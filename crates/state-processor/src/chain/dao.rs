use alloy_primitives::{address, Address};

/// Refund contract receiving the drained balances on Ethereum mainnet's DAO block.
pub const DAO_REFUND_CONTRACT: Address = address!("0xbf4ed7b27f1d666546e30d74d50d173d20bca754");

/// The DAO contract and its child DAOs, paired with their extra-balance accounts, whose balances
/// are moved into [`DAO_REFUND_CONTRACT`] on the DAO block.
pub const DAO_DRAIN_LIST: [Address; 116] = [
    address!("0xd4fe7bc31cedb7bfb8a345f31e668033056b2728"),
    address!("0xb3fb0e5aba0e20e5c49d252dfd30e102b171a425"),
    address!("0x2c19c7f9ae8b751e37aeb2d93a699722395ae18f"),
    address!("0xecd135fa4f61a655311e86238c92adcd779555d2"),
    address!("0x1975bd06d486162d5dc297798dfc41edd5d160a7"),
    address!("0xa3acf3a1e16b1d7c315e23510fdd7847b48234f6"),
    address!("0x319f70bab6845585f412ec7724b744fec6095c85"),
    address!("0x06706dd3f2c9abf0a21ddcc6941d9b86f0596936"),
    address!("0x5c8536898fbb74fc7445814902fd08422eac56d0"),
    address!("0x6966ab0d485353095148a2155858910e0965b6f9"),
    address!("0x779543a0491a837ca36ce8c635d6154e3c4911a6"),
    address!("0x2a5ed960395e2a49b1c758cef4aa15213cfd874c"),
    address!("0x5c6e67ccd5849c0d29219c4f95f1a7a93b3f5dc5"),
    address!("0x9c50426be05db97f5d64fc54bf89eff947f0a321"),
    address!("0x200450f06520bdd6c527622a273333384d870efb"),
    address!("0xbe8539bfe837b67d1282b2b1d61c3f723966f049"),
    address!("0x6b0c4d41ba9ab8d8cfb5d379c69a612f2ced8ecb"),
    address!("0xf1385fb24aad0cd7432824085e42aff90886fef5"),
    address!("0xd1ac8b1ef1b69ff51d1d401a476e7e612414f091"),
    address!("0x8163e7fb499e90f8544ea62bbf80d21cd26d9efd"),
    address!("0x51e0ddd9998364a2eb38588679f0d2c42653e4a6"),
    address!("0x627a0a960c079c21c34f7612d5d230e01b4ad4c7"),
    address!("0xf0b1aa0eb660754448a7937c022e30aa692fe0c5"),
    address!("0x24c4d950dfd4dd1902bbed3508144a54542bba94"),
    address!("0x9f27daea7aca0aa0446220b98d028715e3bc803d"),
    address!("0xa5dc5acd6a7968a4554d89d65e59b7fd3bff0f90"),
    address!("0xd9aef3a1e38a39c16b31d1ace71bca8ef58d315b"),
    address!("0x63ed5a272de2f6d968408b4acb9024f4cc208ebf"),
    address!("0x6f6704e5a10332af6672e50b3d9754dc460dfa4d"),
    address!("0x77ca7b50b6cd7e2f3fa008e24ab793fd56cb15f6"),
    address!("0x492ea3bb0f3315521c31f273e565b868fc090f17"),
    address!("0x0ff30d6de14a8224aa97b78aea5388d1c51c1f00"),
    address!("0x9ea779f907f0b315b364b0cfc39a0fde5b02a416"),
    address!("0xceaeb481747ca6c540a000c1f3641f8cef161fa7"),
    address!("0xcc34673c6c40e791051898567a1222daf90be287"),
    address!("0x579a80d909f346fbfb1189493f521d7f48d52238"),
    address!("0xe308bd1ac5fda103967359b2712dd89deffb7973"),
    address!("0x4cb31628079fb14e4bc3cd5e30c2f7489b00960c"),
    address!("0xac1ecab32727358dba8962a0f3b261731aad9723"),
    address!("0x4fd6ace747f06ece9c49699c7cabc62d02211f75"),
    address!("0x440c59b325d2997a134c2c7c60a8c61611212bad"),
    address!("0x4486a3d68fac6967006d7a517b889fd3f98c102b"),
    address!("0x9c15b54878ba618f494b38f0ae7443db6af648ba"),
    address!("0x27b137a85656544b1ccb5a0f2e561a5703c6a68f"),
    address!("0x21c7fdb9ed8d291d79ffd82eb2c4356ec0d81241"),
    address!("0x23b75c2f6791eef49c69684db4c6c1f93bf49a50"),
    address!("0x1ca6abd14d30affe533b24d7a21bff4c2d5e1f3b"),
    address!("0xb9637156d330c0d605a791f1c31ba5890582fe1c"),
    address!("0x6131c42fa982e56929107413a9d526fd99405560"),
    address!("0x1591fc0f688c81fbeb17f5426a162a7024d430c2"),
    address!("0x542a9515200d14b68e934e9830d91645a980dd7a"),
    address!("0xc4bbd073882dd2add2424cf47d35213405b01324"),
    address!("0x782495b7b3355efb2833d56ecb34dc22ad7dfcc4"),
    address!("0x58b95c9a9d5d26825e70a82b6adb139d3fd829eb"),
    address!("0x3ba4d81db016dc2890c81f3acec2454bff5aada5"),
    address!("0xb52042c8ca3f8aa246fa79c3feaa3d959347c0ab"),
    address!("0xe4ae1efdfc53b73893af49113d8694a057b9c0d1"),
    address!("0x3c02a7bc0391e86d91b7d144e61c2c01a25a79c5"),
    address!("0x0737a6b837f97f46ebade41b9bc3e1c509c85c53"),
    address!("0x97f43a37f595ab5dd318fb46e7a155eae057317a"),
    address!("0x52c5317c848ba20c7504cb2c8052abd1fde29d03"),
    address!("0x4863226780fe7c0356454236d3b1c8792785748d"),
    address!("0x5d2b2e6fcbe3b11d26b525e085ff818dae332479"),
    address!("0x5f9f3392e9f62f63b8eac0beb55541fc8627f42c"),
    address!("0x057b56736d32b86616a10f619859c6cd6f59092a"),
    address!("0x9aa008f65de0b923a2a4f02012ad034a5e2e2192"),
    address!("0x304a554a310c7e546dfe434669c62820b7d83490"),
    address!("0x914d1b8b43e92723e64fd0a06f5bdb8dd9b10c79"),
    address!("0x4deb0033bb26bc534b197e61d19e0733e5679784"),
    address!("0x07f5c1e1bc2c93e0402f23341973a0e043f7bf8a"),
    address!("0x35a051a0010aba705c9008d7a7eff6fb88f6ea7b"),
    address!("0x4fa802324e929786dbda3b8820dc7834e9134a2a"),
    address!("0x9da397b9e80755301a3b32173283a91c0ef6c87e"),
    address!("0x8d9edb3054ce5c5774a420ac37ebae0ac02343c6"),
    address!("0x0101f3be8ebb4bbd39a2e3b9a3639d4259832fd9"),
    address!("0x5dc28b15dffed94048d73806ce4b7a4612a1d48f"),
    address!("0xbcf899e6c7d9d5a215ab1e3444c86806fa854c76"),
    address!("0x12e626b0eebfe86a56d633b9864e389b45dcb260"),
    address!("0xa2f1ccba9395d7fcb155bba8bc92db9bafaeade7"),
    address!("0xec8e57756626fdc07c63ad2eafbd28d08e7b0ca5"),
    address!("0xd164b088bd9108b60d0ca3751da4bceb207b0782"),
    address!("0x6231b6d0d5e77fe001c2a460bd9584fee60d409b"),
    address!("0x1cba23d343a983e9b5cfd19496b9a9701ada385f"),
    address!("0xa82f360a8d3455c5c41366975bde739c37bfeb8a"),
    address!("0x9fcd2deaff372a39cc679d5c5e4de7bafb0b1339"),
    address!("0x005f5cee7a43331d5a3d3eec71305925a62f34b6"),
    address!("0x0e0da70933f4c7849fc0d203f5d1d43b9ae4532d"),
    address!("0xd131637d5275fd1a68a3200f4ad25c71a2a9522e"),
    address!("0xbc07118b9ac290e4622f5e77a0853539789effbe"),
    address!("0x47e7aa56d6bdf3f36be34619660de61275420af8"),
    address!("0xacd87e28b0c9d1254e868b81cba4cc20d9a32225"),
    address!("0xadf80daec7ba8dcf15392f1ac611fff65d94f880"),
    address!("0x5524c55fb03cf21f549444ccbecb664d0acad706"),
    address!("0x40b803a9abce16f50f36a77ba41180eb90023925"),
    address!("0xfe24cdd8648121a43a7c86d289be4dd2951ed49f"),
    address!("0x17802f43a0137c506ba92291391a8a8f207f487d"),
    address!("0x253488078a4edf4d6f42f113d1e62836a942cf1a"),
    address!("0x86af3e9626fce1957c82e88cbf04ddf3a2ed7915"),
    address!("0xb136707642a4ea12fb4bae820f03d2562ebff487"),
    address!("0xdbe9b615a3ae8709af8b93336ce9b477e4ac0940"),
    address!("0xf14c14075d6c4ed84b86798af0956deef67365b5"),
    address!("0xca544e5c4687d109611d0f8f928b53a25af72448"),
    address!("0xaeeb8ff27288bdabc0fa5ebb731b6f409507516c"),
    address!("0xcbb9d3703e651b0d496cdefb8b92c25aeb2171f7"),
    address!("0x6d87578288b6cb5549d5076a207456a1f6a63dc0"),
    address!("0xb2c6f0dfbb716ac562e2d85d6cb2f8d5ee87603e"),
    address!("0xaccc230e8a6e5be9160b8cdf2864dd2a001c28b6"),
    address!("0x2b3455ec7fedf16e646268bf88846bd7a2319bb2"),
    address!("0x4613f3bca5c44ea06337a9e439fbc6d42e501d0a"),
    address!("0xd343b217de44030afaa275f54d31a9317c7f441e"),
    address!("0x84ef4b2357079cd7a7c69fd7a37cd0609a679106"),
    address!("0xda2fef9e4a3230988ff17df2165440f37e8b1708"),
    address!("0xf4c64518ea10f995918a454158c6b61407ea345c"),
    address!("0x7602b46df5390e432ef1c307d4f2c9ff6d65cc97"),
    address!("0xbb9bc244d798123fde783fcc1c72d3bb8c189413"),
    address!("0x807640a13483f8ac783c557fcdf27be11ea4ac7a"),
];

******

## TASK REQUIREMENTS
Extract every line above containing the word "block".

## EXERCISE OUTPUT
/// Refund contract receiving the drained balances on Ethereum mainnet's DAO block.
/// are moved into [`DAO_REFUND_CONTRACT`] on the DAO block.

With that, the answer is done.